There are actually more than 500 foster kids on the Coast.

Every year a team of people gets together to raise money for a Kids in Care Christmas Party. Every foster kid is invited, but when times are tough, presents are only bought for the under 8s.

Julie Ewart cares for a teenage girl and this year decided to make sure the big kids didn't miss out.

Julie says in her short career as a foster parent she has regularly seen little ones come into care carrying rocks and sticks for toys.

Most of them have never had toys like other kids.
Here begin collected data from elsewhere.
// Copyright (c) 2025 - Cowboy AI, Inc.
//! Property-Based Tests for Topology Synthesis
//!
//! For every generated configuration within the valid parameter space:
//! declaration succeeds, counts follow the zone count, the database stays
//! private and reachable only from the web policy, cross-stack references
//! resolve, and synthesis is deterministic.

use proptest::prelude::*;
use serde_json::json;

use cloud_topology::domain::{
    DatabaseEngine, InstanceClass, InstanceSize, InstanceType, Peer, ResourceType, SubnetMask,
};
use cloud_topology::topology::WEB_POLICY;
use cloud_topology::{declare_network, declare_servers, synthesize_run, TopologyConfig};

use crate::fixtures::{fixed_run, NETWORK_STACK, SERVER_STACK};

// ============================================================================
// Strategies
// ============================================================================

fn instance_type_strategy() -> impl Strategy<Value = InstanceType> {
    let class = prop_oneof![
        Just(InstanceClass::Burstable2),
        Just(InstanceClass::Burstable3),
        Just(InstanceClass::Standard5),
        Just(InstanceClass::Compute5),
    ];
    let size = prop_oneof![
        Just(InstanceSize::Micro),
        Just(InstanceSize::Small),
        Just(InstanceSize::Large),
    ];
    (class, size).prop_map(|(class, size)| InstanceType::of(class, size))
}

fn engine_strategy() -> impl Strategy<Value = DatabaseEngine> {
    prop_oneof![
        Just("5.7").prop_map(|v| DatabaseEngine::mysql(v).unwrap()),
        Just("8.0.35").prop_map(|v| DatabaseEngine::mysql(v).unwrap()),
        Just("14").prop_map(|v| DatabaseEngine::postgres(v).unwrap()),
        Just("16.1").prop_map(|v| DatabaseEngine::postgres(v).unwrap()),
    ]
}

/// Valid configurations: every combination fits a /16 network
fn config_strategy() -> impl Strategy<Value = TopologyConfig> {
    (
        1usize..=6,
        20u8..=28,
        prop::option::of(1usize..=6),
        prop_oneof![Just(80u16), Just(443), Just(8080)],
        instance_type_strategy(),
        engine_strategy(),
    )
        .prop_map(|(azs, mask, nat, web_port, instance_type, engine)| {
            let mut config = TopologyConfig::default();
            config.network.max_azs = azs;
            config.network.nat_gateways = nat;
            config.network = config
                .network
                .with_uniform_mask(SubnetMask::new(mask).unwrap())
                .unwrap();
            config.servers.web_port = web_port;
            config.servers.instance_type = instance_type;
            config.servers.database.engine = engine;
            config
        })
}

// ============================================================================
// Declaration Properties
// ============================================================================

proptest! {
    /// Property: one public and one private subnet per zone
    #[test]
    fn prop_subnets_follow_zone_count(config in config_strategy()) {
        let network = declare_network(&config.network).unwrap();

        prop_assert_eq!(network.public_subnets().len(), config.network.max_azs);
        prop_assert_eq!(network.private_subnets().len(), config.network.max_azs);
        prop_assert!(network.nat_gateways() >= 1);
        prop_assert!(network.nat_gateways() <= config.network.max_azs);
    }

    /// Property: one web server per public subnet
    #[test]
    fn prop_instances_match_public_subnets(config in config_strategy()) {
        let network = declare_network(&config.network).unwrap();
        let servers = declare_servers(&network, &config.servers).unwrap();

        prop_assert_eq!(servers.instances.len(), network.public_subnets().len());
        for instance in &servers.instances {
            prop_assert!(network.subnet(&instance.subnet).unwrap().is_public());
        }
    }

    /// Property: database ingress only from the web policy on the engine port
    #[test]
    fn prop_database_reachable_only_from_web(config in config_strategy()) {
        let network = declare_network(&config.network).unwrap();
        let servers = declare_servers(&network, &config.servers).unwrap();
        let port = config.servers.database.engine.port();

        let db_policy = &servers.database_policy;
        prop_assert!(db_policy.permits_tcp(&Peer::policy(WEB_POLICY), port));
        prop_assert!(!db_policy.permits_tcp(&Peer::any_ipv4(), port));
        prop_assert!(db_policy.ingress_rules().iter().all(|r| r.peer == Peer::policy(WEB_POLICY)));

        prop_assert!(servers.web_policy.permits_tcp(&Peer::any_ipv4(), config.servers.web_port));
    }

    /// Property: database subnets are exactly the private subnets
    #[test]
    fn prop_database_in_private_subnets(config in config_strategy()) {
        let network = declare_network(&config.network).unwrap();
        let servers = declare_servers(&network, &config.servers).unwrap();

        let private: Vec<String> = network.private_subnets().iter().map(|s| s.name.clone()).collect();
        prop_assert_eq!(&servers.database.subnets, &private);
    }
}

// ============================================================================
// Synthesis Properties
// ============================================================================

proptest! {
    #![proptest_config(ProptestConfig::with_cases(64))]

    /// Property: synthesis is deterministic for a fixed run
    #[test]
    fn prop_synthesis_deterministic(config in config_strategy()) {
        let first = synthesize_run(&config, fixed_run()).unwrap();
        let second = synthesize_run(&config, fixed_run()).unwrap();
        prop_assert_eq!(first, second);
    }

    /// Property: every import resolves, the network stack deploys first
    #[test]
    fn prop_cross_stack_references_resolve(config in config_strategy()) {
        let assembly = synthesize_run(&config, fixed_run()).unwrap();
        let network = assembly.stack(NETWORK_STACK).unwrap().template();
        let server = assembly.stack(SERVER_STACK).unwrap().template();

        let exports = network.export_names();
        for import in server.imported_values() {
            prop_assert!(exports.contains(&import));
        }
        let manifest = assembly.manifest();
        prop_assert_eq!(manifest.stack_order(), vec![NETWORK_STACK, SERVER_STACK]);
        prop_assert!(network.dangling_references().is_empty());
        prop_assert!(server.dangling_references().is_empty());
    }

    /// Property: rendered counts follow the zone count
    #[test]
    fn prop_rendered_counts(config in config_strategy()) {
        let assembly = synthesize_run(&config, fixed_run()).unwrap();
        let azs = config.network.max_azs;
        let network = assembly.stack(NETWORK_STACK).unwrap().template();
        let server = assembly.stack(SERVER_STACK).unwrap().template();

        prop_assert_eq!(network.resources_of_type(ResourceType::Subnet).len(), 2 * azs);
        prop_assert_eq!(network.resources_of_type(ResourceType::Route).len(), 2 * azs);
        prop_assert_eq!(server.resources_of_type(ResourceType::Instance).len(), azs);
        prop_assert_eq!(server.resources_of_type(ResourceType::DbInstance).len(), 1);

        for (_, instance) in server.resources_of_type(ResourceType::Instance) {
            prop_assert_eq!(
                instance.get("InstanceType").unwrap(),
                &json!(config.servers.instance_type.to_string())
            );
        }
    }
}
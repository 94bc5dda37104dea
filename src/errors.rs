// Copyright (c) 2025 - Cowboy AI, Inc.
//! Error types for topology declaration and synthesis

use thiserror::Error;

use crate::domain::invariants::ValidationError;

/// Errors that can occur while declaring or synthesizing a topology
#[derive(Debug, Error, Clone, PartialEq, Eq)]
pub enum TopologyError {
    /// Malformed CIDR block
    #[error("Invalid CIDR notation: {0}")]
    InvalidCidr(String),

    /// Prefix length outside the allowed range
    #[error("Invalid prefix length: /{0}")]
    InvalidPrefixLength(u8),

    /// Availability-zone count outside the supported range
    #[error("Invalid availability zone count: {0} (must be {min}-{max})", min = crate::domain::AzCount::MIN, max = crate::domain::AzCount::MAX)]
    InvalidAzCount(usize),

    /// Subnet mask outside the range the provider accepts
    #[error("Invalid subnet mask: /{0} (must be /16-/28)")]
    InvalidSubnetMask(u8),

    /// Two subnet groups share a name
    #[error("Duplicate subnet group name: {0}")]
    DuplicateSubnetGroup(String),

    /// Private subnets were requested without any public subnet for NAT placement
    #[error("Private subnet groups require at least one public subnet group for NAT gateways")]
    MissingPublicSubnets,

    /// Requested subnets do not fit in the network block
    #[error("Address space exhausted: {required} addresses requested, {available} available in {cidr}")]
    AddressSpaceExhausted {
        cidr: String,
        required: u64,
        available: u64,
    },

    /// Port range is empty or zero
    #[error("Invalid port range: {from}-{to}")]
    InvalidPort { from: u16, to: u16 },

    /// Instance type string could not be parsed
    #[error("Invalid instance type: {0}")]
    InvalidInstanceType(String),

    /// Database engine version could not be parsed or is unsupported
    #[error("Invalid engine version: {0}")]
    InvalidEngineVersion(String),

    /// Inbound rule rejected by the owning policy
    #[error("Invalid ingress rule on {policy}: {reason}")]
    InvalidIngressRule { policy: String, reason: String },

    /// Logical id already present in a template
    #[error("Duplicate logical id in {stack}: {logical_id}")]
    DuplicateLogicalId { stack: String, logical_id: String },

    /// Structural invariant failed
    #[error(transparent)]
    Validation(#[from] ValidationError),

    /// Configuration error
    #[error("Configuration error: {0}")]
    Configuration(String),

    /// Serialization error
    #[error("Serialization error: {0}")]
    Serialization(String),

    /// Filesystem error while writing the assembly
    #[error("I/O error: {0}")]
    Io(String),
}

/// Result type for topology operations
pub type TopologyResult<T> = Result<T, TopologyError>;

impl From<serde_json::Error> for TopologyError {
    fn from(err: serde_json::Error) -> Self {
        TopologyError::Serialization(err.to_string())
    }
}

impl From<std::io::Error> for TopologyError {
    fn from(err: std::io::Error) -> Self {
        TopologyError::Io(err.to_string())
    }
}
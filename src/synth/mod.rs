// Copyright (c) 2025 - Cowboy AI, Inc.
//! Synthesis Engine
//!
//! Turns a [`TopologyConfig`] into a [`CloudAssembly`]: one template per
//! stack plus the manifest the provisioning engine reads. Synthesis is a
//! single pure pass:
//!
//! ```text
//! TopologyConfig
//!   → declare_network  → NetworkTopology ─┐
//!   → declare_servers  → ServerTopology  ─┤
//!   → render network stack (+ exports)    │
//!   → render server stack (imports) ←─────┘
//!   → assemble (dependency order)
//! ```
//!
//! Nothing is global: configuration goes in, the assembly comes out.

pub mod assembly;
pub mod network;
pub mod server;

pub use assembly::{CloudAssembly, Manifest, StackArtifact, SynthesisRun};
pub use network::NetworkExports;

use serde_json::{json, Value};
use tracing::{debug, info, info_span};

use crate::config::TopologyConfig;
use crate::errors::TopologyResult;
use crate::template::{logical_id, Resource, Template};
use crate::topology::{declare_network, declare_servers};

/// Synthesize both stacks from configuration
pub fn synthesize(config: &TopologyConfig) -> TopologyResult<CloudAssembly> {
    synthesize_run(config, SynthesisRun::start())
}

/// Synthesize under a caller-supplied run identity
pub fn synthesize_run(config: &TopologyConfig, run: SynthesisRun) -> TopologyResult<CloudAssembly> {
    let span = info_span!("synthesize", run_id = %run.id);
    let _guard = span.enter();

    config.validate()?;

    let network = declare_network(&config.network)?;
    let servers = declare_servers(&network, &config.servers)?;

    let (network_template, exports) = network::render(&config.network_stack_name, &network)?;
    let server_template =
        server::render(&config.server_stack_name, &network, &servers, &exports)?;

    let assembly = CloudAssembly::assemble(run, vec![network_template, server_template])?;

    info!(
        stacks = assembly.stacks().len(),
        resources = assembly
            .stacks()
            .iter()
            .map(|s| s.template().resources().len())
            .sum::<usize>(),
        "Synthesis complete"
    );

    Ok(assembly)
}

/// Template under construction, allocating logical ids from construct paths
pub(crate) struct StackBuilder {
    template: Template,
}

impl StackBuilder {
    pub(crate) fn new(stack_name: &str, description: impl Into<String>) -> Self {
        Self {
            template: Template::new(stack_name, description),
        }
    }

    pub(crate) fn stack_name(&self) -> &str {
        self.template.stack_name()
    }

    /// Add `resource` at construct `path`, returning its logical id
    pub(crate) fn add(&mut self, path: &[&str], resource: Resource) -> TopologyResult<String> {
        let id = logical_id(path);
        debug!(
            stack = %self.stack_name(),
            logical_id = %id,
            resource_type = %resource.type_name(),
            category = ?resource.resource_type().map(|t| t.category()),
            "Rendered resource"
        );
        self.template.add_resource(id.clone(), resource)?;
        Ok(id)
    }

    /// `Name` tag carrying the construct path, e.g. `NetworkStack/MyVpc`
    pub(crate) fn name_tag(&self, path: &[&str]) -> Value {
        json!({ "Key": "Name", "Value": format!("{}/{}", self.stack_name(), path.join("/")) })
    }

    pub(crate) fn template_mut(&mut self) -> &mut Template {
        &mut self.template
    }

    pub(crate) fn finish(self) -> Template {
        self.template
    }
}

#[cfg(test)]
mod tests {
    use super::*;
    use crate::domain::ResourceType;
    use crate::errors::TopologyError;

    #[test]
    fn test_default_synthesis() {
        let assembly = synthesize(&TopologyConfig::default()).unwrap();
        let names: Vec<&str> = assembly.stacks().iter().map(|s| s.name()).collect();
        assert_eq!(names, vec!["NetworkStack", "ServerStack"]);
    }

    #[test]
    fn test_invalid_config_fails_synthesis() {
        let mut config = TopologyConfig::default();
        config.network.max_azs = 0;
        assert_eq!(
            synthesize(&config).unwrap_err(),
            TopologyError::InvalidAzCount(0)
        );
    }

    #[test]
    fn test_builder_rejects_path_collision() {
        let mut builder = StackBuilder::new("S", "test");
        builder
            .add(&["Vpc", "Resource"], Resource::new(ResourceType::Vpc))
            .unwrap();
        assert!(builder
            .add(&["Vpc", "Resource"], Resource::new(ResourceType::Vpc))
            .is_err());
    }

    #[test]
    fn test_name_tag() {
        let builder = StackBuilder::new("NetworkStack", "test");
        assert_eq!(
            builder.name_tag(&["MyVpc", "PublicSubnet1"])["Value"],
            "NetworkStack/MyVpc/PublicSubnet1"
        );
    }
}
Some have had to leave toys behind when they fled in the night and some have had their toys sold from under them, usually for reasons that would break your heart.

The Daily appeal was immediately successful.

In less than a week Ms Ewart received enough for almost two years of big-kids' gifts.

While not everyone has the strength, humility or compassion to be a foster carer, Julie says it was a beautiful thing to find so many people keen to help in some way.

Next year, Julie wants to harness that kindness and find sponsors who might look beyond buying toys for foster kids and instead consider funding some sort of self-esteem program for adolescents.

Anyone with a teenager knows most of them struggle with self worth.

Imagine if your kid came from a violent and un-loving home?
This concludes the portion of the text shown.